Dari nama-nama guru Ibn ‘Âsyûr di atas, dipahami bahwa Ibn ‘Âsyûr memiliki karakter jika mempelajari suatu materi ilmu tidak pernah puas dengan satu orang guru saja, tapi ia senantiasa mempelajarinya kepada beberapa orang guru, sehingga tidak salah Ibn ‘Âsyûr menjadi seorang yang pintar. Ia menjadi tempat bertanya bagi teman-temannya. Ia sering unggul dalam ujian-ujian dan penelitian dalam kehidupan ilmiah dan tugas-tugas yang diembankan kepadanya. Di antara buktinya ia memperoleh  syahâdah al-thathwi’ pada tahun1899 M.

Setelah memperoleh syahâdah al-thathwi’, Ibn ‘Âsyûr kembali belajar dengan gurunya Muhammad al-Nakhliy pada tahun 1318 H. Selain itu, Ibn ‘Âsyûr dalam menuntut ilmu, juga sering mendapat ijâzah dari para gurunya. Pemberian ijâzah itu masih menjadi tradisi pada waktu itu. Di antara ulama-ulama yang memberikan ijazah kepada Ibn ‘Âsyûr adalah Syeikh Muhammad al-‘Azîz Bû’âsyûr, Syeikh Mahmud ibn al-Khaujah, Syeikh Sâlim Bûhâjîb dan ‘Amru ibn al-Syeikh.

Ibn ‘Âsyûr juga memiliki murid yang mengambil ilmu darinya. Di antara murid-murid Ibn ‘Âsyûr adalah: 

a. Syeikh Abd al-Hamîd, dari Ibn ‘Âsyûr dia mempelajari tentang sastra, bahasa Arab, dan lain-lain.
b. Muhammad al-Fâdhil ibn ‘Âsyûr, dari Ibn ‘Âsyûr dia mempelajari berbagai kitab tafsir seperti tafsir al-Baidhâwiy, al-Muwatha’, dan lain-lain.

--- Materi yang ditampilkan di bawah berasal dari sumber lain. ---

mod logging;

use clap::{Args, Parser, Subcommand, ValueEnum};
use perfplot_core::{
    Aggregated, Aggregator, DisplayLabels, RecordShape, ShapePolicy, Source, SourceTemplate,
};
use perfplot_render::{
    ChartMode, ChartRenderer, DEFAULT_HEIGHT, DEFAULT_OUTPUT_DIR, DEFAULT_WIDTH, PlotConfig,
    RenderOutcome, format_value,
};
use serde::Serialize;
use std::path::{Path, PathBuf};

#[derive(Parser, Debug)]
#[command(
    name = "perfplot",
    author,
    version,
    about = "Aggregate fire simulation benchmark runs and render comparison charts"
)]
struct Cli {
    #[command(subcommand)]
    command: Command,
}

#[derive(Subcommand, Debug)]
enum Command {
    /// Render grouped bar and line charts for a dataset
    Plot(PlotArgs),
    /// Print the aggregated per-variant means
    Report(ReportArgs),
}

#[derive(Args, Debug)]
struct InputArgs {
    /// Benchmark dataset to load
    #[arg(value_enum)]
    dataset: Dataset,

    /// Version ids; each selects one input file. Without versions a single
    /// unversioned file is read
    versions: Vec<String>,

    /// Input path template for versioned runs ({dataset} and {version} are substituted)
    #[arg(long, default_value = perfplot_core::template::DEFAULT_VERSIONED_TEMPLATE)]
    input_template: String,

    /// Input path template when no versions are given ({dataset} is substituted)
    #[arg(long, default_value = perfplot_core::template::DEFAULT_SINGLE_TEMPLATE)]
    single_template: String,

    /// Row layout of the input files
    #[arg(long, value_enum, default_value = "auto")]
    shape: ShapeArg,

    /// JSON object mapping keys to display names; replaces the built-in table
    #[arg(long)]
    labels: Option<PathBuf>,
}

#[derive(Args, Debug)]
struct PlotArgs {
    #[command(flatten)]
    input: InputArgs,

    /// Chart styles to render
    #[arg(long, value_enum, default_value = "all")]
    mode: ModeArg,

    /// Directory receiving the PNG files
    #[arg(long, default_value = DEFAULT_OUTPUT_DIR)]
    output_dir: PathBuf,

    /// Image width in pixels
    #[arg(long, default_value_t = DEFAULT_WIDTH)]
    width: u32,

    /// Image height in pixels
    #[arg(long, default_value_t = DEFAULT_HEIGHT)]
    height: u32,
}

#[derive(Args, Debug)]
struct ReportArgs {
    #[command(flatten)]
    input: InputArgs,

    /// Output format for stdout
    #[arg(long, value_enum, default_value = "table")]
    format: OutputFormat,
}

#[derive(Debug, Clone, Copy, Eq, PartialEq, ValueEnum)]
enum Dataset {
    #[value(alias = "burned_probabilities")]
    BurnedProbabilities,
    #[value(alias = "fire_animation")]
    FireAnimation,
}

impl Dataset {
    fn as_str(self) -> &'static str {
        match self {
            Dataset::BurnedProbabilities => "burned_probabilities",
            Dataset::FireAnimation => "fire_animation",
        }
    }
}

#[derive(Debug, Clone, Copy, Eq, PartialEq, ValueEnum)]
enum ShapeArg {
    Auto,
    MetricTime,
    MinMaxTime,
}

impl ShapeArg {
    fn policy(self) -> ShapePolicy {
        match self {
            ShapeArg::Auto => ShapePolicy::Detect,
            ShapeArg::MetricTime => ShapePolicy::Fixed(RecordShape::MetricTime),
            ShapeArg::MinMaxTime => ShapePolicy::Fixed(RecordShape::MinMaxTime),
        }
    }
}

#[derive(Debug, Clone, Copy, Eq, PartialEq, ValueEnum)]
enum ModeArg {
    All,
    Bar,
    Line,
}

impl ModeArg {
    fn modes(self) -> &'static [ChartMode] {
        match self {
            ModeArg::All => &ChartMode::ALL,
            ModeArg::Bar => &[ChartMode::Bar],
            ModeArg::Line => &[ChartMode::Line],
        }
    }
}

#[derive(Debug, Clone, Copy, Eq, PartialEq, ValueEnum)]
enum OutputFormat {
    Table,
    Json,
    Ndjson,
}

#[derive(Debug, Clone, Serialize)]
struct ReportRow {
    key: u64,
    label: String,
    variant: String,
    #[serde(skip_serializing_if = "Option::is_none")]
    metric: Option<f64>,
    #[serde(skip_serializing_if = "Option::is_none")]
    min_metric: Option<f64>,
    #[serde(skip_serializing_if = "Option::is_none")]
    max_metric: Option<f64>,
    time: f64,
}

fn main() {
    if let Err(err) = run() {
        eprintln!("{err}");
        std::process::exit(1);
    }
}

fn run() -> Result<(), Box<dyn std::error::Error>> {
    let cli = Cli::parse();
    logging::init_logging()?;
    match cli.command {
        Command::Plot(args) => plot_command(args),
        Command::Report(args) => report_command(args),
    }
}

fn plot_command(args: PlotArgs) -> Result<(), Box<dyn std::error::Error>> {
    if args.width == 0 || args.height == 0 {
        return Err(boxed_input_error("width and height must be greater than zero"));
    }

    let labels = load_labels(args.input.labels.as_deref())?;
    let data = load_aggregate(&args.input)?;
    let config = PlotConfig::new()
        .with_output_dir(args.output_dir)
        .with_size(args.width, args.height)
        .with_labels(labels);

    let mut renderer = ChartRenderer::new(config);
    match renderer.render_modes(&data, args.input.dataset.as_str(), args.mode.modes())? {
        RenderOutcome::NoData => println!("no data to plot"),
        RenderOutcome::Written(paths) => {
            for path in paths {
                println!("saved: {}", path.display());
            }
        }
    }
    Ok(())
}

fn report_command(args: ReportArgs) -> Result<(), Box<dyn std::error::Error>> {
    let labels = load_labels(args.input.labels.as_deref())?;
    let data = load_aggregate(&args.input)?;
    let rows = build_report_rows(&data, &labels);

    match args.format {
        OutputFormat::Table => {
            if rows.is_empty() {
                println!("no data to report");
            } else {
                print_report_table(data.shape(), &rows);
            }
        }
        OutputFormat::Json => println!("{}", serde_json::to_string_pretty(&rows)?),
        OutputFormat::Ndjson => {
            for row in &rows {
                println!("{}", serde_json::to_string(row)?);
            }
        }
    }
    Ok(())
}

fn input_sources(input: &InputArgs) -> Vec<Source> {
    SourceTemplate::new()
        .with_versioned(input.input_template.as_str())
        .with_single(input.single_template.as_str())
        .sources(input.dataset.as_str(), &input.versions)
}

fn load_aggregate(input: &InputArgs) -> Result<Aggregated, Box<dyn std::error::Error>> {
    let sources = input_sources(input);
    Ok(Aggregator::new(input.shape.policy()).aggregate(&sources)?)
}

fn load_labels(path: Option<&Path>) -> Result<DisplayLabels, Box<dyn std::error::Error>> {
    match path {
        Some(path) => Ok(DisplayLabels::from_json_file(path)?),
        None => Ok(DisplayLabels::fire_datasets()),
    }
}

fn build_report_rows(data: &Aggregated, labels: &DisplayLabels) -> Vec<ReportRow> {
    let shape = data.shape();
    let mut rows = Vec::with_capacity(data.len() * data.variant_count());
    for (key, tuples) in data.entries() {
        for (variant, values) in data.variants().iter().zip(tuples) {
            let (metric, min_metric, max_metric) = match shape {
                RecordShape::MetricTime => (Some(values[0]), None, None),
                RecordShape::MinMaxTime => (None, Some(values[0]), Some(values[1])),
            };
            rows.push(ReportRow {
                key,
                label: labels.label(key),
                variant: variant.clone(),
                metric,
                min_metric,
                max_metric,
                time: values[shape.time_index()],
            });
        }
    }
    rows
}

fn print_report_table(shape: RecordShape, rows: &[ReportRow]) {
    match shape {
        RecordShape::MetricTime => println!(
            "{:>10} {:<12} {:<12} {:>12} {:>12}",
            "key", "label", "variant", "metric", "time_s"
        ),
        RecordShape::MinMaxTime => println!(
            "{:>10} {:<12} {:<12} {:>12} {:>12} {:>12}",
            "key", "label", "variant", "min_metric", "max_metric", "time_s"
        ),
    }
    for row in rows {
        let metrics = [row.metric, row.min_metric, row.max_metric]
            .into_iter()
            .flatten()
            .map(|value| format!("{:>12}", format_value(value)))
            .collect::<Vec<_>>()
            .join(" ");
        println!(
            "{:>10} {:<12} {:<12} {} {:>12}",
            row.key,
            row.label,
            row.variant,
            metrics,
            format_value(row.time),
        );
    }
}

fn boxed_input_error(message: &str) -> Box<dyn std::error::Error> {
    Box::new(std::io::Error::new(
        std::io::ErrorKind::InvalidInput,
        message.to_string(),
    ))
}

#[cfg(test)]
mod tests {
    use super::{Cli, Command, Dataset, ModeArg, ShapeArg, build_report_rows, input_sources};
    use clap::Parser;
    use perfplot_core::{Aggregated, DisplayLabels, RecordShape};
    use perfplot_render::ChartMode;
    use std::path::PathBuf;

    #[test]
    fn parses_plot_command_with_versions() {
        let cli = Cli::try_parse_from([
            "perfplot",
            "plot",
            "fire_animation",
            "v1",
            "v2",
            "--mode",
            "bar",
        ])
        .unwrap_or_else(|err| panic!("{err}"));

        let Command::Plot(args) = cli.command else {
            panic!("expected plot command");
        };
        assert_eq!(args.input.dataset, Dataset::FireAnimation);
        assert_eq!(args.input.versions, vec!["v1", "v2"]);
        assert_eq!(args.mode.modes(), &[ChartMode::Bar]);
        assert_eq!(args.output_dir, PathBuf::from("plots"));
        assert_eq!(args.input.shape, ShapeArg::Auto);
    }

    #[test]
    fn rejects_unknown_dataset() {
        let err = Cli::try_parse_from(["perfplot", "plot", "wildfire"]).unwrap_err();
        assert_eq!(err.kind(), clap::error::ErrorKind::InvalidValue);
    }

    #[test]
    fn rejects_missing_dataset() {
        let err = Cli::try_parse_from(["perfplot", "report"]).unwrap_err();
        assert_eq!(err.kind(), clap::error::ErrorKind::MissingRequiredArgument);
    }

    #[test]
    fn input_paths_follow_templates() {
        let cli = Cli::try_parse_from([
            "perfplot",
            "report",
            "burned-probabilities",
            "--single-template",
            "runs/{dataset}.csv",
        ])
        .unwrap_or_else(|err| panic!("{err}"));
        let Command::Report(args) = cli.command else {
            panic!("expected report command");
        };

        let sources = input_sources(&args.input);
        assert_eq!(sources.len(), 1);
        assert_eq!(sources[0].variant, "default");
        assert_eq!(
            sources[0].path,
            PathBuf::from("runs/burned_probabilities.csv")
        );
    }

    #[test]
    fn mode_all_renders_both_styles() {
        assert_eq!(ModeArg::All.modes(), &ChartMode::ALL);
        assert_eq!(ModeArg::Line.modes(), &[ChartMode::Line]);
    }

    #[test]
    fn report_rows_follow_shape() {
        let data = Aggregated::from_entries(
            RecordShape::MinMaxTime,
            vec!["a".to_string(), "b".to_string()],
            vec![(2_548, vec![vec![1.0, 2.0, 0.5], vec![3.0, 4.0, 0.25]])],
        )
        .unwrap_or_else(|err| panic!("{err}"));

        let rows = build_report_rows(&data, &DisplayLabels::fire_datasets());
        assert_eq!(rows.len(), 2);
        assert_eq!(rows[0].label, "2005_26");
        assert_eq!(rows[0].metric, None);
        assert_eq!(rows[1].variant, "b");
        assert_eq!(rows[1].max_metric, Some(4.0));
        assert_eq!(rows[1].time, 0.25);
    }
}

3.    Karya-karya Ibn ‘Âsyûr

Ibn ‘Âsyûr memiliki banyak karya-karya tulis, baik berupa kitab-kitab maupun berbentuk makalah-makalah. Karyanya juga mencakup berbagai bidang seperti bidang tafsir, sejarah, sunnah, ushul fiqh, fatwa-fatwa dan maqâshid. Tulisan-tulisan Ibn ‘Âsyûr ini banyak muncul dalam majalah yang terbitkan oleh al-Jami’ah al-Zaitunah.

Di antara karya-karya Ibn ‘Âsyûr adalah:

1)    Kitab tafsir al-Tahrîr wa al-Tanwîr
Pembahasan Ibn ‘Asyûr tentang tafsir selalu dimunculkan dalam majalah yang diterbitkan oleh al-Jamiah al-Zaitunah. Penerbitannya mencapai 90 edisi. Kemudian kitab al-Tahrîr wa al-Tanwîr diterbitkan secara lengkap di Tunisia  pada tahun 1969 M. Kitab ini terdiri dari 15 jilid yang berisi penafsiran 30 juz dari al-Qur’ân al-Karîm.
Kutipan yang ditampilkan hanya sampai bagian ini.